一种高斯-重尾切换分布鲁棒卡尔曼滤波器

To mitigate the influence of strong unknown disturbances and instrument faults on observations in practical applications, and to alleviate the degradation caused by random and unmodeled interferences on the system, so as to improve the state estimation accuracy of the system in non-Gaussian noise environment and the robustness of the filter, a Gaussian-heavy-tailed switching distribution based robust Kalman filter (GHTSRKF) is proposed. Firstly, the noises are modeled as a GHTS(Gaussian-heavy-tailed switching) distribution by adaptively learning the switching probability between the Gaussian distribution and the newly designed heavy-tailed distribution.
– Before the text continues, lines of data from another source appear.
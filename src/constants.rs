//! Application-wide constants.
//!
//! This module defines constants used throughout the application,
//! including the application name and the environment it reads.

/// The display name of the application.
pub const APP_NAME: &str = "KLE to EAGLE";

/// The binary name of the application (used in command examples).
pub const APP_BINARY_NAME: &str = "klepcb";

/// Directory name under the platform config directory.
pub const CONFIG_DIR_NAME: &str = "klepcb";

/// Environment variable holding the log filter (e.g. `debug`, `klepcb=trace`).
pub const LOG_ENV_VAR: &str = "KLEPCB_LOG";
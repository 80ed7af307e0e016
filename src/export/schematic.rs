//! Schematic script: switch and diode symbols plus the row/column matrix.
//!
//! Rows run through the diodes, columns through the switches. Each net is
//! routed key by key: the first key of a row/column gets a net label, every
//! later key is wired back to the previous member with orthogonal segments.

use std::collections::HashMap;

use crate::models::{Footprint, Layout, Point, PositionedKey};

use super::commands::{Command, Rotation, Script};

/// Grid and wiring setup at the top of the schematic script.
pub const SCHEMATIC_PREAMBLE: [&str; 4] = [
    "GRID ON",
    "GRID IN 0.1 1",
    "GRID ALT IN 0.01",
    "SET WIRE_BEND 2",
];

/// Commands closing the schematic script.
pub const SCHEMATIC_TRAILER: [&str; 1] = ["WINDOW FIT"];

/// Distance from the diode centre to either terminal.
const DIODE_HALF_LENGTH: f64 = 0.2;

/// Half the switch symbol width.
const SWITCH_HALF_WIDTH: f64 = 0.3;

/// Gap between the switch symbol and its column conductor.
const COLUMN_CLEARANCE: f64 = 0.1;

/// Length of the stub leaving each diode's lower terminal.
const DIODE_TAIL: f64 = 0.1;

/// Name of the switch device for a footprint.
#[must_use]
pub fn switch_part(switch: &str, footprint: &Footprint) -> String {
    format!("KEYSWITCH-PLAIN-{switch}-{footprint}")
}

/// Generates the complete schematic script for `layout`.
#[must_use]
pub fn generate_schematic_script(layout: &Layout) -> String {
    let mut script = Script::new();
    script.push_raw(&SCHEMATIC_PREAMBLE);

    for key in layout.keys() {
        script.push(&Command::Add {
            part: switch_part(layout.switch(), &key.footprint),
            name: key.label.clone(),
            rotation: None,
            at: key.switch_schematic,
        });
    }

    for key in layout.keys() {
        script.push(&Command::Add {
            part: layout.diode().to_string(),
            name: key.diode_label(),
            rotation: Some(Rotation::R90),
            at: key.diode_schematic,
        });
    }

    let mut router = NetRouter::new();
    for key in layout.keys() {
        for command in router.route(key) {
            script.push(&command);
        }
    }

    for label in router.into_labels() {
        script.push(&label);
    }

    script.push_raw(&SCHEMATIC_TRAILER);
    script.finish()
}

/// Run-scoped matrix bookkeeping: last diode per row, last switch per column.
#[derive(Debug, Default)]
pub struct NetRouter {
    rows: HashMap<u32, Point>,
    cols: HashMap<u32, Point>,
    labels: Vec<Command>,
}

impl NetRouter {
    /// Creates a router with no rows or columns seen.
    #[must_use]
    pub fn new() -> Self {
        Self::default()
    }

    /// Returns the net segments for `key` and records it as the latest
    /// member of its row and column.
    pub fn route(&mut self, key: &PositionedKey) -> Vec<Command> {
        let mut commands = Vec::new();

        self.route_row(key, &mut commands);
        self.route_col(key, &mut commands);

        let diode = key.diode_schematic;
        commands.push(Command::Net {
            name: None,
            from: diode.offset(0.0, -DIODE_HALF_LENGTH),
            to: diode.offset(0.0, -DIODE_HALF_LENGTH - DIODE_TAIL),
        });

        commands
    }

    /// Net labels for every first-seen row and column, in visiting order.
    #[must_use]
    pub fn into_labels(self) -> Vec<Command> {
        self.labels
    }

    fn route_row(&mut self, key: &PositionedKey, commands: &mut Vec<Command>) {
        let diode = key.diode_schematic;

        let Some(previous) = self.rows.insert(key.row, diode) else {
            let terminal = diode.offset(0.0, DIODE_HALF_LENGTH);
            self.labels.push(Command::Label {
                net: terminal,
                rotation: Rotation::R0,
                at: terminal.offset(0.0, 0.1),
            });
            return;
        };

        let name = format!("ROW{}", key.row);
        let current = diode.offset(0.0, DIODE_HALF_LENGTH);
        let last = previous.offset(0.0, DIODE_HALF_LENGTH);

        if last.y == current.y {
            commands.push(Command::net(name, current, last));
        } else {
            // Jog along the previous diode's height, then drop to this one
            let corner = Point::new(current.x, last.y);
            commands.push(Command::net(name.clone(), corner, last));
            commands.push(Command::net(name, corner, current));
        }
    }

    fn route_col(&mut self, key: &PositionedKey, commands: &mut Vec<Command>) {
        let switch = key.switch_schematic;

        let Some(previous) = self.cols.insert(key.col, switch) else {
            let conductor = switch.offset(-SWITCH_HALF_WIDTH - COLUMN_CLEARANCE, 0.0);
            self.labels.push(Command::Label {
                net: conductor,
                rotation: Rotation::R270,
                at: conductor.offset(-0.1, 0.0),
            });
            return;
        };

        let name = format!("COL{}", key.col);
        let current = column_anchor(switch);
        let last = column_anchor(previous);

        if last.x == current.x {
            commands.push(Command::net(name, current, last));
        } else {
            // Run down the previous switch's conductor, then across to this one
            let corner = Point::new(last.x, current.y);
            commands.push(Command::net(name.clone(), corner, last));
            commands.push(Command::net(name, corner, current));
        }
    }
}

/// Column conductor attachment point left of a switch symbol.
fn column_anchor(switch: Point) -> Point {
    switch.offset(-SWITCH_HALF_WIDTH - COLUMN_CLEARANCE, 0.1)
}

#[cfg(test)]
mod tests {
    use super::*;
    use crate::models::ResolvedParts;

    fn positioned(label: &str, row: u32, col: u32, switch: Point) -> PositionedKey {
        PositionedKey {
            label: label.to_string(),
            row,
            col,
            footprint: Footprint {
                size: 1.0,
                rotated: false,
            },
            switch_schematic: switch,
            diode_schematic: switch.offset(0.1, 0.7),
            switch_board: Point::default(),
            diode_board: Point::default(),
        }
    }

    fn layout(keys: Vec<PositionedKey>) -> Layout {
        Layout::new(
            keys,
            ResolvedParts {
                diode: "DIODE-DO-35".to_string(),
                switch: "MX".to_string(),
            },
        )
        .unwrap()
    }

    #[test]
    fn test_first_key_only_labels() {
        let mut router = NetRouter::new();
        let commands = router.route(&positioned("A", 1, 1, Point::new(0.0, 0.0)));

        // Only the diode tail stub
        assert_eq!(commands.len(), 1);
        assert_eq!(commands[0].to_string(), "NET (0.10 0.50) (0.10 0.40)");

        let labels: Vec<String> = router.into_labels().iter().map(ToString::to_string).collect();
        assert_eq!(
            labels,
            vec![
                "LABEL (0.10 0.90) R0 (0.10 1.00)",
                "LABEL (-0.40 0.00) R270 (-0.50 0.00)",
            ]
        );
    }

    #[test]
    fn test_row_net_straight_segment() {
        let mut router = NetRouter::new();
        router.route(&positioned("Q", 1, 1, Point::new(0.0, 0.0)));
        let commands = router.route(&positioned("W", 1, 2, Point::new(1.0, 0.0)));

        let text: Vec<String> = commands.iter().map(ToString::to_string).collect();
        assert_eq!(
            text,
            vec![
                "NET ROW1 (1.10 0.90) (0.10 0.90)",
                "NET (1.10 0.50) (1.10 0.40)",
            ]
        );
    }

    #[test]
    fn test_row_net_jogs_between_heights() {
        let mut router = NetRouter::new();
        router.route(&positioned("A", 1, 1, Point::new(0.0, 0.0)));
        let commands = router.route(&positioned("B", 1, 2, Point::new(1.0, -0.5)));

        let text: Vec<String> = commands.iter().map(ToString::to_string).collect();
        assert_eq!(
            text,
            vec![
                "NET ROW1 (1.10 0.90) (0.10 0.90)",
                "NET ROW1 (1.10 0.90) (1.10 0.40)",
                "NET (1.10 0.00) (1.10 -0.10)",
            ]
        );
    }

    #[test]
    fn test_column_net_vertical_segment() {
        let mut router = NetRouter::new();
        router.route(&positioned("Q", 1, 1, Point::new(0.0, 0.0)));
        let commands = router.route(&positioned("A", 2, 1, Point::new(0.0, -1.7)));

        let text: Vec<String> = commands.iter().map(ToString::to_string).collect();
        assert_eq!(
            text,
            vec![
                "NET COL1 (-0.40 -1.60) (-0.40 0.10)",
                "NET (0.10 -1.20) (0.10 -1.30)",
            ]
        );
    }

    #[test]
    fn test_column_net_jogs_between_offsets() {
        let mut router = NetRouter::new();
        router.route(&positioned("Q", 1, 1, Point::new(0.0, 0.0)));
        let commands = router.route(&positioned("A", 2, 1, Point::new(0.3, -1.7)));

        let text: Vec<String> = commands.iter().map(ToString::to_string).collect();
        assert_eq!(
            text,
            vec![
                "NET COL1 (-0.40 -1.60) (-0.40 0.10)",
                "NET COL1 (-0.40 -1.60) (-0.10 -1.60)",
                "NET (0.40 -1.20) (0.40 -1.30)",
            ]
        );
    }

    #[test]
    fn test_switch_part_name() {
        let key = positioned("SPACE", 1, 1, Point::default());
        assert_eq!(switch_part("MX", &key.footprint), "KEYSWITCH-PLAIN-MX-1U");

        let rotated = Footprint {
            size: 2.0,
            rotated: true,
        };
        assert_eq!(switch_part("CHOC", &rotated), "KEYSWITCH-PLAIN-CHOC-2U-ROTATED");
    }

    #[test]
    fn test_schematic_script_order() {
        let script = generate_schematic_script(&layout(vec![
            positioned("Q", 1, 1, Point::new(0.0, 0.0)),
            positioned("W", 1, 2, Point::new(1.0, 0.0)),
        ]));

        let expected = "\
GRID ON;
GRID IN 0.1 1;
GRID ALT IN 0.01;
SET WIRE_BEND 2;
ADD KEYSWITCH-PLAIN-MX-1U Q (0.00 0.00);
ADD KEYSWITCH-PLAIN-MX-1U W (1.00 0.00);
ADD DIODE-DO-35 DQ R90 (0.10 0.70);
ADD DIODE-DO-35 DW R90 (1.10 0.70);
NET (0.10 0.50) (0.10 0.40);
NET ROW1 (1.10 0.90) (0.10 0.90);
NET (1.10 0.50) (1.10 0.40);
LABEL (0.10 0.90) R0 (0.10 1.00);
LABEL (-0.40 0.00) R270 (-0.50 0.00);
LABEL (0.60 0.00) R270 (0.50 0.00);
WINDOW FIT;
";
        assert_eq!(script, expected);
    }
}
The designed GHTS distribution can model non-stationary heavy tail noise by adjusting the switching probability between the Gaussian distribution and the new heavy-tailed distribution online. The Gaussian distribution with a virtual covariance is used to deal with Gaussian noise with inaccurate covariance matrix. Secondly, two auxiliary parameters following the category distribution and the Bernoulli distribution are introduced to express the GHTS distribution as a hierarchical Gaussian form. Furthermore, the GHTSRKF is derived by utilizing the variational Bayesian method. Finally, a simulation scenario is used to compare and verify several different robust Kalman filters (RKFs) . The results show that the accuracy of the proposed GHTSRKF algorithm is insensitive to the selection of initial state and exhibits higher estimation accuracy compared to other RKFs. Its root mean square errors(RMSEs) are closest to those of KF with true noise covariances (KFTNC) with accurate noise information. Compared with existing filters, GHTSRKF has better estimation performance when the system and measurement noise are unknown time-varying Gaussian noise, thus verifying the effectiveness of GHTSRKF.